Flake made a similar request on the floor last week but GOP Sen. James Lankford (Okla.) objected.
It was just under a month ago, of course, that the Senate rejected four separate proposals that would have provided a more permanent solution to the DACA problem and ever since then, the prospect for any real progress on this issue in Congress has become less likely as time goes on. Initially, it appeared that the prospect of a deadline of March 5th for action seemed as though it would spur Congress to act but that has proven not to be the case. To some degree, this is due to the fact that injunctions issued by Federal Courts in San Francisco and New York City that bar the Trump Administration from taking any action against DACA beneficiaries. The Trump Administration had responded to those ruling by attempting a direct appeal to the Supreme Court asking the Justices to lift the injunction, but the Supreme Court allowed the injunctions to stand. What this effectively means is that the Trump Administration’s order to end the DACA program is effectively on hold pending further litigation. While this is good news for DACA beneficiaries, it effectively means that there is no reason for Congress to act at this time and that the prospect for any kind of a long-term fix for DACA or other action on immigration is unlikely.

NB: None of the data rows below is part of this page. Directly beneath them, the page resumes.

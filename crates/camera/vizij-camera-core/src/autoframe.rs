//! Automatic keypoints: an opening wide shot, focus shots on important
//! objects, and a closing shot.

use std::collections::HashSet;

use crate::bounds::SceneBounds;
use crate::data::{Keypoint, SceneObject};
use crate::error::CameraError;
use crate::interp::functions::{add, max_component, scale, Vec3};
use crate::sampling::prepare_keypoints;

/// Default number of focus shots.
pub const MAX_FOCUS_OBJECTS: usize = 4;

const OPENING_OFFSET: Vec3 = [0.8, 0.5, 0.8];
const CLOSING_OFFSET: Vec3 = [-0.6, 0.7, 0.6];
const OPENING_DISTANCE_FACTOR: f32 = 2.0;
const FOCUS_DISTANCE_FACTOR: f32 = 3.0;

/// Generate keypoints with the default focus cap.
pub fn auto_keyframes(
    objects: &[SceneObject],
    duration: f32,
    focus_points: &HashSet<String>,
) -> Result<Vec<Keypoint>, CameraError> {
    auto_keyframes_with_limit(objects, duration, focus_points, MAX_FOCUS_OBJECTS)
}

/// Objects that earn a focus shot: high importance or named in `focus_points`,
/// with a position, in scene order, at most `limit`.
pub fn select_focus_objects<'a>(
    objects: &'a [SceneObject],
    focus_points: &HashSet<String>,
    limit: usize,
) -> Vec<&'a SceneObject> {
    objects
        .iter()
        .filter(|obj| obj.position.is_some())
        .filter(|obj| obj.is_high_importance() || focus_points.contains(&obj.name))
        .take(limit)
        .collect()
}

pub fn auto_keyframes_with_limit(
    objects: &[SceneObject],
    duration: f32,
    focus_points: &HashSet<String>,
    limit: usize,
) -> Result<Vec<Keypoint>, CameraError> {
    if objects.is_empty() {
        return Err(CameraError::invalid(
            "Scene data with at least one object is required",
        ));
    }
    if !duration.is_finite() || duration <= 0.0 {
        return Err(CameraError::invalid(format!(
            "Duration must be a positive number of seconds (got {duration})"
        )));
    }

    let bounds = SceneBounds::from_objects(objects);
    let center = bounds.center();
    let opening_distance = bounds.diameter() * OPENING_DISTANCE_FACTOR;

    let focus = select_focus_objects(objects, focus_points, limit);
    let mut keypoints = Vec::with_capacity(focus.len() + 2);

    keypoints.push(
        Keypoint::new(
            0.0,
            add(center, scale(OPENING_OFFSET, opening_distance)),
            center,
        )
        .with_description("Opening wide shot of the scene"),
    );

    let time_per_object = duration / (focus.len() + 1) as f32;
    for (index, obj) in focus.iter().enumerate() {
        let Some(position) = obj.position else {
            continue;
        };
        let focus_distance = max_component(obj.extent()) * FOCUS_DISTANCE_FACTOR;
        keypoints.push(
            Keypoint::new(
                time_per_object * (index + 1) as f32,
                add(position, [focus_distance; 3]),
                position,
            )
            .with_description(format!("Focus on {}", obj.name)),
        );
    }

    keypoints.push(
        Keypoint::new(
            duration,
            add(center, scale(CLOSING_OFFSET, opening_distance)),
            center,
        )
        .with_description("Closing panoramic view"),
    );

    let keypoints = prepare_keypoints(&keypoints)?;
    log::info!(
        "generated {} automatic keypoints ({} focus shots) over {}s",
        keypoints.len(),
        focus.len(),
        duration
    );
    Ok(keypoints)
}
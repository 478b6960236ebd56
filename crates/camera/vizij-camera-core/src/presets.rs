//! Named camera presets that derive a full keypoint set from scene geometry.
//!
//! Every generator is deterministic and takes only the scene objects and a duration.

use std::f32::consts::TAU;

use serde::{Deserialize, Serialize};

use crate::autoframe::MAX_FOCUS_OBJECTS;
use crate::bounds::SceneBounds;
use crate::data::{Keypoint, SceneObject};
use crate::interp::easing::AnimationStyle;
use crate::interp::functions::{add, max_component, Vec3, ZERO};

/// Angular steps for the orbit preset; emits `ORBIT_STEPS + 1` keypoints.
pub const ORBIT_STEPS: usize = 8;

#[derive(Clone, Copy, Debug, PartialEq, Eq, Hash, Serialize, Deserialize)]
#[serde(rename_all = "kebab-case")]
pub enum Preset {
    Orbit,
    FlyThrough,
    ZoomIn,
    Panoramic,
    FocusSequence,
}

/// Catalog entry describing a preset to hosts and UIs.
#[derive(Clone, Debug, Serialize, Deserialize, PartialEq)]
#[serde(rename_all = "camelCase")]
pub struct PresetInfo {
    pub id: Preset,
    pub name: String,
    pub description: String,
    pub style: AnimationStyle,
    pub default_duration: f32,
}

impl Preset {
    pub const ALL: [Preset; 5] = [
        Self::Orbit,
        Self::FlyThrough,
        Self::ZoomIn,
        Self::Panoramic,
        Self::FocusSequence,
    ];

    /// Strict lookup by id (`"orbit"`, `"fly-through"`, ...).
    pub fn parse(id: &str) -> Option<Self> {
        match id.trim().to_lowercase().as_str() {
            "orbit" => Some(Self::Orbit),
            "fly-through" => Some(Self::FlyThrough),
            "zoom-in" => Some(Self::ZoomIn),
            "panoramic" => Some(Self::Panoramic),
            "focus-sequence" => Some(Self::FocusSequence),
            _ => None,
        }
    }

    /// Lenient lookup: unknown ids resolve to `Orbit`.
    pub fn from_name(id: &str) -> Self {
        Self::parse(id).unwrap_or_else(|| {
            log::warn!("unknown camera preset '{id}', falling back to orbit");
            Self::Orbit
        })
    }

    #[inline]
    pub fn id(&self) -> &'static str {
        match self {
            Self::Orbit => "orbit",
            Self::FlyThrough => "fly-through",
            Self::ZoomIn => "zoom-in",
            Self::Panoramic => "panoramic",
            Self::FocusSequence => "focus-sequence",
        }
    }

    pub fn info(&self) -> PresetInfo {
        let (name, description, style, default_duration) = match self {
            Self::Orbit => (
                "Orbital View",
                "Smooth orbital camera movement around the main object",
                AnimationStyle::Cinematic,
                30.0,
            ),
            Self::FlyThrough => (
                "Fly Through",
                "Camera flies through the scene showing different perspectives",
                AnimationStyle::Dramatic,
                45.0,
            ),
            Self::ZoomIn => (
                "Zoom In",
                "Gradual zoom into important details",
                AnimationStyle::Educational,
                20.0,
            ),
            Self::Panoramic => (
                "Panoramic Sweep",
                "Wide panoramic view of the entire scene",
                AnimationStyle::Smooth,
                35.0,
            ),
            Self::FocusSequence => (
                "Focus Sequence",
                "Sequential focus on different objects in the scene",
                AnimationStyle::Educational,
                60.0,
            ),
        };
        PresetInfo {
            id: *self,
            name: name.to_string(),
            description: description.to_string(),
            style,
            default_duration,
        }
    }

    /// Generate keypoints for this preset.
    pub fn keypoints(&self, objects: &[SceneObject], duration: f32) -> Vec<Keypoint> {
        let keypoints = match self {
            Self::Orbit => orbit(objects, duration),
            Self::FlyThrough => fly_through(objects, duration),
            Self::ZoomIn => zoom_in(objects, duration),
            Self::Panoramic => panoramic(objects, duration),
            Self::FocusSequence => focus_sequence(objects, duration),
        };
        log::debug!(
            "preset '{}' produced {} keypoints over {}s",
            self.id(),
            keypoints.len(),
            duration
        );
        keypoints
    }
}

/// Catalog of every preset, in display order.
pub fn catalog() -> Vec<PresetInfo> {
    Preset::ALL.iter().map(Preset::info).collect()
}

/// Circle the scene center at 1.5x the scene diameter, slightly raised.
pub fn orbit(objects: &[SceneObject], duration: f32) -> Vec<Keypoint> {
    let bounds = SceneBounds::from_objects(objects);
    let center = bounds.center();
    let radius = bounds.diameter() * 1.5;

    (0..=ORBIT_STEPS)
        .map(|i| {
            let progress = i as f32 / ORBIT_STEPS as f32;
            let angle = progress * TAU;
            Keypoint::new(
                progress * duration,
                add(
                    center,
                    [angle.cos() * radius, radius * 0.3, angle.sin() * radius],
                ),
                center,
            )
            .with_description(format!("Orbital position {}", i + 1))
        })
        .collect()
}

/// Sweep diagonally across the scene through a point above the origin.
pub fn fly_through(objects: &[SceneObject], duration: f32) -> Vec<Keypoint> {
    let SceneBounds { min, max } = SceneBounds::from_objects(objects);
    vec![
        Keypoint::new(
            0.0,
            [min[0] - 10.0, max[1] + 5.0, max[2] + 10.0],
            [max[0], min[1], min[2]],
        )
        .with_description("Fly-through start"),
        Keypoint::new(duration * 0.5, [0.0, max[1], 0.0], ZERO)
            .with_description("Fly-through middle"),
        Keypoint::new(
            duration,
            [max[0] + 10.0, min[1] - 5.0, min[2] - 10.0],
            [min[0], max[1], max[2]],
        )
        .with_description("Fly-through end"),
    ]
}

/// Push in from a wide view to a close view of the main object.
pub fn zoom_in(objects: &[SceneObject], duration: f32) -> Vec<Keypoint> {
    let positioned = || objects.iter().filter(|obj| obj.position.is_some());
    let main = positioned()
        .find(|obj| obj.is_high_importance())
        .or_else(|| positioned().next());

    let Some((target, obj)) = main.and_then(|obj| obj.position.map(|p| (p, obj))) else {
        return vec![
            Keypoint::new(0.0, [10.0, 10.0, 10.0], ZERO).with_description("Zoom start"),
            Keypoint::new(duration, [2.0, 2.0, 2.0], ZERO).with_description("Zoom end"),
        ];
    };

    let s = max_component(obj.extent());
    vec![
        Keypoint::new(0.0, add(target, [s * 10.0, s * 8.0, s * 10.0]), target)
            .with_description("Zoom start - wide view"),
        Keypoint::new(duration, add(target, [s * 2.0, s * 1.5, s * 2.0]), target)
            .with_description("Zoom end - close view"),
    ]
}

/// Sweep left -> front -> right around the center at a fixed height.
pub fn panoramic(objects: &[SceneObject], duration: f32) -> Vec<Keypoint> {
    let bounds = SceneBounds::from_objects(objects);
    let center = bounds.center();
    let diameter = bounds.diameter();
    let distance = diameter * 2.0;
    let height = center[1] + diameter * 0.8;

    let at = |x: f32, z: f32| -> Vec3 { [x, height, z] };
    vec![
        Keypoint::new(0.0, at(center[0] - distance, center[2]), center)
            .with_description("Panoramic start - left"),
        Keypoint::new(
            duration * 0.5,
            at(center[0], center[2] + distance),
            center,
        )
        .with_description("Panoramic middle - front"),
        Keypoint::new(duration, at(center[0] + distance, center[2]), center)
            .with_description("Panoramic end - right"),
    ]
}

/// One close shot per high-importance object; orbit when there are none.
pub fn focus_sequence(objects: &[SceneObject], duration: f32) -> Vec<Keypoint> {
    let important: Vec<(&SceneObject, Vec3)> = objects
        .iter()
        .filter(|obj| obj.is_high_importance())
        .filter_map(|obj| obj.position.map(|p| (obj, p)))
        .take(MAX_FOCUS_OBJECTS)
        .collect();

    if important.is_empty() {
        return orbit(objects, duration);
    }

    let time_per_object = duration / important.len() as f32;
    important
        .iter()
        .enumerate()
        .map(|(index, (obj, position))| {
            let s = max_component(obj.extent());
            Keypoint::new(
                index as f32 * time_per_object,
                add(*position, [s * 3.0, s * 2.0, s * 3.0]),
                *position,
            )
            .with_description(format!("Focus on {}", obj.name))
        })
        .collect()
}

At this point, it’s difficult to see any viable path forward on DACA or any other immigration issue. The so-called Common Sense Coalition, a bipartisan group of Senators whose original proposal came the closest of any that have been before the Senate this year to getting the sixty votes necessary to survive a cloture vote, hasn’t come up with any new ideas and I’m not even sure if they are still even talking about the issue anymore. Even if they did manage to come up with a plan that could pass the Senate, though, it’s unlikely that package would pass the House of Representatives. Over on that side of the Capitol, immigration hardliners are a strong voice inside the Republican caucus appear to have drawn a line in the sand against any proposal that would include a path to citizenship for DACA beneficiaries or any other undocumented immigrants. This stands in contrast to not only the proposals that have been considered in the Senate but also the proposal that was put forward by the White House. President Trump. Alternatively, the proposal that the immigration hardliners in the House are pushing would bar DACA beneficiaries from becoming citizens and mandate that all employers participate in the E-Verify program to ensure that only people legally entitled to work are can gain employment. That proposal, of course, would not make it through the Senate and would likely be opposed by many Senate Republicans as well as the entirety of the Senate Democratic Caucus. President Trump, meanwhile, has said he would veto any bill that didn’t include all the provisions contained in the White House proposal, and it’s unlikely that Congress would be able to override that veto.
In a normally functioning Washington D.C., of course, there should be room for some kind of compromise that could pass the House and the Senate and which the President would sign into law. Such a compromise would combine the ideas that the Senate’s Common Sense Coalition has put forward with both the White House proposal and the position of the hardliners in the House. For that to happen, though, all the parties need to sit down and actually attempt to come up with something agreeably enough members in both the House and Senate to get through both bodies. That’s not likely to happen, though, without the active participation of the President of the United States. Right now, though, it is apparent that President Trump is not inclined to get involved and that, notwithstanding his rhetoric, doesn’t really care about the DACA beneficiaries. As long as that’s the case, nothing is going to happen.